►

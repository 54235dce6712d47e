pub struct StatsHelper;

impl StatsHelper {
    pub fn rms(samples: &[f32]) -> f32 {
        if samples.is_empty() {
            return 0.0;
        }
        let sum_sq: f32 = samples.iter().map(|&v| v * v).sum();
        (sum_sq / samples.len() as f32).sqrt()
    }

    /// Mean of the finite entries; NaN when there are none.
    pub fn finite_mean(samples: &[f32]) -> f32 {
        let (sum, count) = samples
            .iter()
            .filter(|v| v.is_finite())
            .fold((0.0f64, 0usize), |(sum, count), &v| (sum + v as f64, count + 1));
        if count == 0 {
            f32::NAN
        } else {
            (sum / count as f64) as f32
        }
    }

    /// Peak signal-to-noise of a pulse profile: peak above the median, in
    /// units of the median absolute deviation scaled to a Gaussian sigma.
    pub fn profile_snr(profile: &[f32]) -> f32 {
        let mut finite: Vec<f32> = profile.iter().copied().filter(|v| v.is_finite()).collect();
        if finite.len() < 3 {
            return 0.0;
        }
        finite.sort_by(|a, b| a.total_cmp(b));
        let median = finite[finite.len() / 2];
        let mut deviations: Vec<f32> = finite.iter().map(|v| (v - median).abs()).collect();
        deviations.sort_by(|a, b| a.total_cmp(b));
        let sigma = 1.4826 * deviations[deviations.len() / 2];
        let peak = finite[finite.len() - 1];
        if sigma > 0.0 {
            (peak - median) / sigma
        } else {
            0.0
        }
    }
}

#[cfg(test)]
mod tests {
    use super::*;

    #[test]
    fn rms_zero_sequence_yields_zero() {
        assert_eq!(StatsHelper::rms(&[]), 0.0);
        assert_eq!(StatsHelper::rms(&[0.0, 0.0]), 0.0);
    }

    #[test]
    fn rms_handles_single_value() {
        assert_eq!(StatsHelper::rms(&[4.0]), 4.0);
    }

    #[test]
    fn finite_mean_skips_nan() {
        assert_eq!(StatsHelper::finite_mean(&[1.0, f32::NAN, 3.0]), 2.0);
        assert!(StatsHelper::finite_mean(&[f32::NAN]).is_nan());
    }

    #[test]
    fn profile_snr_flags_a_spike() {
        let mut profile = vec![1.0, 1.1, 0.9, 1.05, 0.95, 1.0, 1.02, 0.98];
        assert!(StatsHelper::profile_snr(&profile) < 5.0);
        profile[3] = 10.0;
        assert!(StatsHelper::profile_snr(&profile) > 20.0);
    }
}
pub mod profile;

◄

## EXERCISE BRIEF
Which lines above hold the word "deviations"? Copy each of them.

## EXERCISE SOLUTION
        let mut deviations: Vec<f32> = finite.iter().map(|v| (v - median).abs()).collect();
        deviations.sort_by(|a, b| a.total_cmp(b));
        let sigma = 1.4826 * deviations[deviations.len() / 2];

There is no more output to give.